Hunt agreed that a specific, maximum number of guests should apply to all properties, adding that eight “grandfathered” rentals should also have their larger occupancy limits lowered in line with everyone else’s.
“I would like to see this tightened up,” he said, later adding that he preferred a number “significantly below” the maximum of 16 allowed by building code. Hall and Jacobson agreed.
Sudden discussion disappoints
Organizations on both sides of the ballot measure were also surprised at the commission’s sudden work Wednesday on the issue.
“This felt reactive,” said Jamie Michel of Waldport, a vacation rental manager and co-founder of Via Oregon, which is opposing the Nov. 2 measure. “My guess is that they’re afraid if this thing passes they’re in a world of hurt.”
Michel and other vacation rental managers have been critical of the county’s process, which has involved several hearings where people go over the same points and arguments and the unwillingness of commissioners to bring representatives of the various interests together to see what kind of regulations could be worked out.

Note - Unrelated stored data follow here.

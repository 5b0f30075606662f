//! Join-dictionary helpers shared by the relation resolvers
//!
//! An in-memory join is a dictionary built from the related rows keyed by
//! the join field, matched against each base record. Row order inside a
//! many-dictionary bucket follows the order the rows were fetched in.

use std::collections::HashMap;

use serde_json::Value;

use crate::schema::key_string;
use crate::Record;

/// Key form of a record's field value, skipping null/missing.
pub(crate) fn field_key(record: &Record, field: &str) -> Option<String> {
    record
        .get(field)
        .filter(|value| !value.is_null())
        .map(key_string)
}

/// Id references held in a relation field value: a single scalar or an
/// array of scalars. Nulls and non-scalars are skipped.
pub(crate) fn ids_of(value: Option<&Value>) -> Vec<String> {
    match value {
        Some(Value::Array(items)) => items
            .iter()
            .filter(|item| !item.is_null() && !item.is_object())
            .map(key_string)
            .collect(),
        Some(Value::Null) | None => Vec::new(),
        Some(Value::Object(_)) => Vec::new(),
        Some(scalar) => vec![key_string(scalar)],
    }
}

/// One related row per join key; later rows win on collision.
pub(crate) fn build_dictionary(rows: &[Record], key: &str) -> HashMap<String, Record> {
    let mut dictionary = HashMap::with_capacity(rows.len());
    for row in rows {
        if let Some(join_key) = field_key(row, key) {
            dictionary.insert(join_key, row.clone());
        }
    }
    dictionary
}

/// All related rows per join key, in fetch order.
pub(crate) fn build_many_dictionary(rows: &[Record], key: &str) -> HashMap<String, Vec<Record>> {
    let mut dictionary: HashMap<String, Vec<Record>> = HashMap::new();
    for row in rows {
        if let Some(join_key) = field_key(row, key) {
            dictionary.entry(join_key).or_default().push(row.clone());
        }
    }
    dictionary
}

#[cfg(test)]
mod tests {
    use super::*;
    use serde_json::json;

    fn row(pairs: &[(&str, Value)]) -> Record {
        pairs
            .iter()
            .map(|(k, v)| (k.to_string(), v.clone()))
            .collect()
    }

    #[test]
    fn many_dictionary_preserves_fetch_order() {
        let rows = vec![
            row(&[("id", json!(1)), ("user_id", json!(7))]),
            row(&[("id", json!(2)), ("user_id", json!(7))]),
            row(&[("id", json!(3)), ("user_id", json!(8))]),
        ];
        let dictionary = build_many_dictionary(&rows, "user_id");
        let ids: Vec<_> = dictionary["7"].iter().map(|r| r["id"].clone()).collect();
        assert_eq!(ids, vec![json!(1), json!(2)]);
        assert_eq!(dictionary["8"].len(), 1);
    }

    #[test]
    fn ids_of_handles_scalars_and_arrays() {
        assert_eq!(ids_of(Some(&json!(5))), vec!["5".to_string()]);
        assert_eq!(
            ids_of(Some(&json!(["a", 2, null]))),
            vec!["a".to_string(), "2".to_string()]
        );
        assert!(ids_of(Some(&Value::Null)).is_empty());
        assert!(ids_of(None).is_empty());
    }
}
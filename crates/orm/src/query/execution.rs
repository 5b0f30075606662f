//! Query execution - condition resolution, hydration, and aggregates

use std::cmp::Ordering;
use std::collections::HashSet;

use serde_json::Value;

use crate::error::OrmResult;
use crate::query::builder::Query;
use crate::query::has::HasFilter;
use crate::query::ordering::{compare_values, OrderDirection};
use crate::query::where_clause::{matches, Boolean, Condition, Predicate};
use crate::query::with::eager_load_into;
use crate::schema::{Field, FieldMap};
use crate::store::Store;
use crate::Record;

impl<'a> Query<'a> {
    /// Execute the query: filter hydrated copies, stable sort, paginate,
    /// then eager-load onto the final page.
    pub fn get(self) -> OrmResult<Vec<Record>> {
        self.get_filtered(|_| true)
    }

    /// Alias of [`Query::get`].
    pub fn all(self) -> OrmResult<Vec<Record>> {
        self.get()
    }

    /// First record of the result, if any.
    pub fn first(self) -> OrmResult<Option<Record>> {
        Ok(self.limit(1).get()?.into_iter().next())
    }

    /// Direct primary-key lookup, bypassing conditions and ordering but
    /// honoring eager loads. Composite-key entities take an array id.
    pub fn find(self, id: &Value) -> OrmResult<Option<Record>> {
        let Query {
            store,
            entity,
            loads,
            ..
        } = self;
        let key = store.entry_key(&entity, id)?;
        let Some(record) = store.table(&entity)?.get(&key).cloned() else {
            return Ok(None);
        };
        let mut rows = vec![record];
        hydrate_all(store, &entity, &mut rows)?;
        eager_load_into(store, &entity, &mut rows, &loads)?;
        Ok(rows.pop())
    }

    /// Number of records the query yields.
    pub fn count(self) -> OrmResult<usize> {
        Ok(self.get()?.len())
    }

    /// True when the query yields at least one record.
    pub fn exists(self) -> OrmResult<bool> {
        Ok(!self.limit(1).get()?.is_empty())
    }

    /// Largest numeric value of `field` over the result, if any.
    pub fn max(self, field: &str) -> OrmResult<Option<f64>> {
        let field = field.to_string();
        Ok(fold_numeric(&self.get()?, &field, f64::max))
    }

    /// Smallest numeric value of `field` over the result, if any.
    pub fn min(self, field: &str) -> OrmResult<Option<f64>> {
        let field = field.to_string();
        Ok(fold_numeric(&self.get()?, &field, f64::min))
    }

    /// Execute with an extra borrowed row filter; the shared path behind
    /// `get` and relation fetches.
    pub(crate) fn get_filtered<K>(self, keep: K) -> OrmResult<Vec<Record>>
    where
        K: Fn(&Record) -> bool,
    {
        let Query {
            store,
            entity,
            conditions,
            orders,
            limit,
            offset,
            loads,
            has_filters,
        } = self;
        let conditions = resolve_conditions(store, &entity, conditions, has_filters)?;

        // Conditions see hydrated copies so schema defaults are
        // filterable even when the stored record omits the field.
        let fields = store.registry().fields(&entity)?;
        let mut rows: Vec<Record> = store
            .table(&entity)?
            .iter()
            .filter_map(|(key, record)| {
                let mut record = record.clone();
                hydrate_record(&mut record, fields);
                (keep(&record) && matches(&record, key, &conditions)).then_some(record)
            })
            .collect();

        if !orders.is_empty() {
            rows.sort_by(|a, b| {
                for order in &orders {
                    let left = a.get(&order.field).unwrap_or(&Value::Null);
                    let right = b.get(&order.field).unwrap_or(&Value::Null);
                    let ordering = match order.direction {
                        OrderDirection::Asc => compare_values(left, right),
                        OrderDirection::Desc => compare_values(right, left),
                    };
                    if ordering != Ordering::Equal {
                        return ordering;
                    }
                }
                Ordering::Equal
            });
        }

        if offset > 0 {
            let offset = offset.min(rows.len());
            rows.drain(..offset);
        }
        if let Some(limit) = limit {
            rows.truncate(limit);
        }

        eager_load_into(store, &entity, &mut rows, &loads)?;
        Ok(rows)
    }

    /// Table keys of the records matching the conditions alone; used to
    /// reduce nested groups to id membership.
    pub(crate) fn matching_ids(self) -> OrmResult<HashSet<String>> {
        let Query {
            store,
            entity,
            conditions,
            has_filters,
            ..
        } = self;
        let conditions = resolve_conditions(store, &entity, conditions, has_filters)?;
        let fields = store.registry().fields(&entity)?;
        Ok(store
            .table(&entity)?
            .iter()
            .filter(|(key, record)| {
                let mut record = (*record).clone();
                hydrate_record(&mut record, fields);
                matches(&record, key, &conditions)
            })
            .map(|(key, _)| key.clone())
            .collect())
    }
}

/// Reduce sub-query predicates to concrete id sets so row iteration
/// stays a pure record test.
fn resolve_conditions(
    store: &Store,
    entity: &str,
    conditions: Vec<Condition>,
    has_filters: Vec<HasFilter>,
) -> OrmResult<Vec<Condition>> {
    let mut resolved = Vec::with_capacity(conditions.len() + has_filters.len());
    for condition in conditions {
        let predicate = match condition.predicate {
            Predicate::Nested(scope) => {
                let sub = scope(Query::new(store, entity)?);
                Predicate::IdIn(sub.matching_ids()?)
            }
            other => other,
        };
        resolved.push(Condition {
            predicate,
            boolean: condition.boolean,
        });
    }
    for filter in &has_filters {
        resolved.push(Condition {
            predicate: Predicate::IdIn(filter.matching_ids(store, entity)?),
            boolean: Boolean::And,
        });
    }
    Ok(resolved)
}

fn hydrate_all(store: &Store, entity: &str, rows: &mut [Record]) -> OrmResult<()> {
    let fields = store.registry().fields(entity)?;
    for record in rows {
        hydrate_record(record, fields);
    }
    Ok(())
}

/// Fill missing attributes with their declared defaults and apply
/// read-time mutators. Relation fields keep their stored form; grouped
/// sub-objects hydrate recursively.
fn hydrate_record(record: &mut Record, fields: &FieldMap) {
    for (name, field) in fields {
        match field {
            Field::Attr(attr) => {
                let mut value = record
                    .get(name)
                    .cloned()
                    .unwrap_or_else(|| attr.default.clone());
                if let Some(mutator) = &attr.mutator {
                    value = mutator(&value);
                }
                record.insert(name.clone(), value);
            }
            Field::Nested(group) => {
                let mut inner = record
                    .get(name)
                    .and_then(Value::as_object)
                    .cloned()
                    .unwrap_or_default();
                hydrate_record(&mut inner, group);
                record.insert(name.clone(), Value::Object(inner));
            }
            Field::Relation(_) => {}
        }
    }
}

fn fold_numeric(rows: &[Record], field: &str, pick: fn(f64, f64) -> f64) -> Option<f64> {
    rows.iter()
        .filter_map(|record| record.get(field))
        .filter_map(Value::as_f64)
        .fold(None, |best, value| {
            Some(best.map_or(value, |best| pick(best, value)))
        })
}
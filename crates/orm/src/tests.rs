//! Integration tests over the full write/read pipeline

use serde_json::{json, Value};

use crate::{EntitySchema, Mutation, OrmError, Record, SchemaRegistry, Store};

fn blog_registry() -> SchemaRegistry {
    let mut registry = SchemaRegistry::new();
    registry.register(
        EntitySchema::new("users")
            .attr("id")
            .attr_default("name", json!(""))
            .attr("age")
            .attr_default("active", json!(false))
            .has_many("posts", "posts", "user_id", "id")
            .has_one("profile", "profiles", "user_id", "id")
            .belongs_to_many("roles", "roles", "role_user", "user_id", "role_id", "id", "id"),
    );
    registry.register(
        EntitySchema::new("posts")
            .attr("id")
            .attr("user_id")
            .attr_default("title", json!(""))
            .attr_default("published", json!(false))
            .has_many("comments", "comments", "post_id", "id")
            .has_many("likes", "likes", "post_id", "id")
            .belongs_to("author", "users", "user_id", "id"),
    );
    registry.register(
        EntitySchema::new("likes")
            .attr("id")
            .attr("post_id"),
    );
    registry.register(
        EntitySchema::new("comments")
            .attr("id")
            .attr("post_id")
            .attr_default("body", json!("")),
    );
    registry.register(
        EntitySchema::new("profiles")
            .attr("id")
            .attr("user_id")
            .attr("avatar"),
    );
    registry.register(
        EntitySchema::new("roles")
            .attr("id")
            .attr_default("name", json!("")),
    );
    registry.register(
        EntitySchema::new("role_user")
            .attr("id")
            .attr("user_id")
            .attr("role_id")
            .attr("level"),
    );
    registry
}

fn blog_store() -> Store {
    Store::new(blog_registry())
}

fn ids(rows: &[Record]) -> Vec<i64> {
    rows.iter()
        .filter_map(|record| record.get("id"))
        .filter_map(Value::as_i64)
        .collect()
}

#[test]
fn nested_payload_round_trips_two_levels() {
    let mut store = blog_store();
    store
        .create(
            "users",
            &json!({
                "id": 1,
                "name": "John",
                "posts": [
                    {
                        "id": 10,
                        "title": "first",
                        "comments": [{ "id": 100, "body": "nice" }]
                    },
                    { "id": 11, "title": "second" }
                ]
            }),
        )
        .unwrap();

    // everything flattened into per-entity tables with foreign keys set
    assert_eq!(store.table("posts").unwrap().len(), 2);
    assert_eq!(store.table("comments").unwrap()["100"]["post_id"], json!(10));

    let users = store
        .query("users")
        .unwrap()
        .with("posts.comments")
        .get()
        .unwrap();
    assert_eq!(users.len(), 1);
    let posts = users[0]["posts"].as_array().unwrap();
    assert_eq!(posts.len(), 2);
    assert_eq!(posts[0]["user_id"], json!(1));
    assert_eq!(posts[0]["comments"][0]["body"], json!("nice"));
    assert_eq!(posts[1]["comments"], json!([]));
}

#[test]
fn create_replaces_the_root_table_only() {
    let mut store = blog_store();
    store
        .create("users", &json!([{ "id": 1, "posts": [{ "id": 10 }] }]))
        .unwrap();
    store
        .create("users", &json!([{ "id": 2, "posts": [{ "id": 11 }] }]))
        .unwrap();

    let users = store.table("users").unwrap();
    assert!(!users.contains_key("1"));
    assert!(users.contains_key("2"));
    // related tables merge additively
    let posts = store.table("posts").unwrap();
    assert!(posts.contains_key("10") && posts.contains_key("11"));
}

#[test]
fn insert_merges_colliding_records_field_wise() {
    let mut store = blog_store();
    store
        .insert("users", &json!({ "id": 1, "name": "Ada" }))
        .unwrap();
    store.insert("users", &json!({ "id": 1, "age": 36 })).unwrap();

    let record = &store.table("users").unwrap()["1"];
    assert_eq!(record["name"], json!("Ada"));
    assert_eq!(record["age"], json!(36));
}

#[test]
fn bad_payloads_and_unknown_entities_error() {
    let mut store = blog_store();
    assert!(matches!(
        store.insert("ghosts", &json!({})),
        Err(OrmError::UnknownEntity(_))
    ));
    assert!(matches!(
        store.insert("users", &json!(42)),
        Err(OrmError::Schema(_))
    ));
    // null payload is a no-op, not an error
    store.insert("users", &Value::Null).unwrap();
    assert!(store.table("users").unwrap().is_empty());
}

#[test]
fn unmatched_eager_loads_keep_their_cardinality() {
    let mut store = blog_store();
    store.insert("users", &json!({ "id": 1 })).unwrap();

    let users = store
        .query("users")
        .unwrap()
        .with("posts|profile")
        .get()
        .unwrap();
    assert_eq!(users[0]["posts"], json!([]));
    assert_eq!(users[0]["profile"], Value::Null);
}

#[test]
fn piped_segments_load_siblings_under_the_same_parent() {
    let mut store = blog_store();
    store
        .create(
            "users",
            &json!({
                "id": 1,
                "posts": [{
                    "id": 10,
                    "comments": [{ "id": 100 }],
                    "likes": [{ "id": 200 }]
                }]
            }),
        )
        .unwrap();

    let users = store
        .query("users")
        .unwrap()
        .with("posts.comments|likes")
        .get()
        .unwrap();
    let post = &users[0]["posts"][0];
    assert_eq!(post["comments"][0]["id"], json!(100));
    assert_eq!(post["likes"][0]["id"], json!(200));
}

#[test]
fn and_clauses_bind_tighter_than_or() {
    let mut store = blog_store();
    store
        .insert(
            "users",
            &json!([
                { "id": 1, "age": 20, "active": true },
                { "id": 2, "age": 24, "active": true },
                { "id": 3, "age": 30, "active": false }
            ]),
        )
        .unwrap();

    // (active && age == 20) || id == 2
    let rows = store
        .query("users")
        .unwrap()
        .where_eq("active", true)
        .where_eq("age", 20)
        .or_where_eq("id", 2)
        .get()
        .unwrap();
    assert_eq!(ids(&rows), vec![1, 2]);
}

#[test]
fn nested_condition_groups_scope_their_or() {
    let mut store = blog_store();
    store
        .insert(
            "users",
            &json!([
                { "id": 1, "age": 20, "active": true },
                { "id": 2, "age": 24, "active": true },
                { "id": 3, "age": 24, "active": false }
            ]),
        )
        .unwrap();

    let rows = store
        .query("users")
        .unwrap()
        .where_eq("active", true)
        .where_query(|q| q.where_eq("age", 20).or_where_eq("age", 24))
        .get()
        .unwrap();
    assert_eq!(ids(&rows), vec![1, 2]);
}

#[test]
fn where_in_and_field_closures() {
    let mut store = blog_store();
    store
        .insert(
            "users",
            &json!([
                { "id": 1, "age": 20 },
                { "id": 2, "age": 24 },
                { "id": 3, "age": 30 }
            ]),
        )
        .unwrap();

    let rows = store
        .query("users")
        .unwrap()
        .where_in("id", [1, 3])
        .get()
        .unwrap();
    assert_eq!(ids(&rows), vec![1, 3]);

    let rows = store
        .query("users")
        .unwrap()
        .where_field("age", |age| age.as_i64().map_or(false, |n| n > 21))
        .get()
        .unwrap();
    assert_eq!(ids(&rows), vec![2, 3]);
}

#[test]
fn sorting_is_stable_for_equal_keys() {
    let mut store = blog_store();
    store
        .insert(
            "users",
            &json!([
                { "id": 1, "name": "John" },
                { "id": 4, "name": "Andy" },
                { "id": 2, "name": "Andy" }
            ]),
        )
        .unwrap();

    let rows = store.query("users").unwrap().order_by("name").get().unwrap();
    // the two Andys keep their insertion order
    assert_eq!(ids(&rows), vec![4, 2, 1]);
}

#[test]
fn sorting_mixes_directions_across_keys() {
    let mut store = blog_store();
    store
        .insert(
            "users",
            &json!([
                { "id": 1, "name": "John" },
                { "id": 2, "name": "Andy" },
                { "id": 4, "name": "Andy" }
            ]),
        )
        .unwrap();

    // name ascending, ties broken by id descending
    let rows = store
        .query("users")
        .unwrap()
        .order_by("name")
        .order_by_desc("id")
        .get()
        .unwrap();
    assert_eq!(ids(&rows), vec![4, 2, 1]);
}

#[test]
fn pagination_applies_after_sorting() {
    let mut store = blog_store();
    store
        .insert(
            "users",
            &json!([
                { "id": 1 }, { "id": 2 }, { "id": 3 }, { "id": 4 }, { "id": 5 }
            ]),
        )
        .unwrap();

    let rows = store
        .query("users")
        .unwrap()
        .order_by_desc("id")
        .offset(1)
        .limit(2)
        .get()
        .unwrap();
    assert_eq!(ids(&rows), vec![4, 3]);
}

#[test]
fn find_bypasses_conditions_but_honors_loads() {
    let mut store = blog_store();
    store
        .insert(
            "users",
            &json!([
                { "id": 1 },
                { "id": 2, "posts": [{ "id": 10 }] }
            ]),
        )
        .unwrap();

    let found = store
        .query("users")
        .unwrap()
        .where_eq("id", 1)
        .with("posts")
        .find(&json!(2))
        .unwrap()
        .unwrap();
    assert_eq!(found["id"], json!(2));
    assert_eq!(found["posts"][0]["id"], json!(10));

    assert!(store
        .query("users")
        .unwrap()
        .find(&json!(99))
        .unwrap()
        .is_none());
}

The group that put the measure on the ballot, 15neighborhoods, was also surprised “to have so much presented today and proposed for a vote in October, with no advance notice,” it said in an emailed statement to YachatsNews, but said it needed time to analyze Belmont’s proposals and the commissioners’ comments.
“They seem to be proceeding as if the ballot measure does not exist,” the group said. “Because their licensing freeze expires Nov. 30, presumably they want to have something enacted whether the measure passes or not.”
But in its statement, the group said they were “disappointed” by commissioners’ comments on the ballot measure “and we don’t agree.”
In response to a question from YachatsNews, Hunt said the commission’s work Wednesday was far from being done.
“There are four weeks between now and when the board could potentially take action on the ordinance,” he said. “There’s still a month for people to comment as we move forward … and we’re moving forward on the parameters that have been discussed publicly and will continue to be discussed publicly.”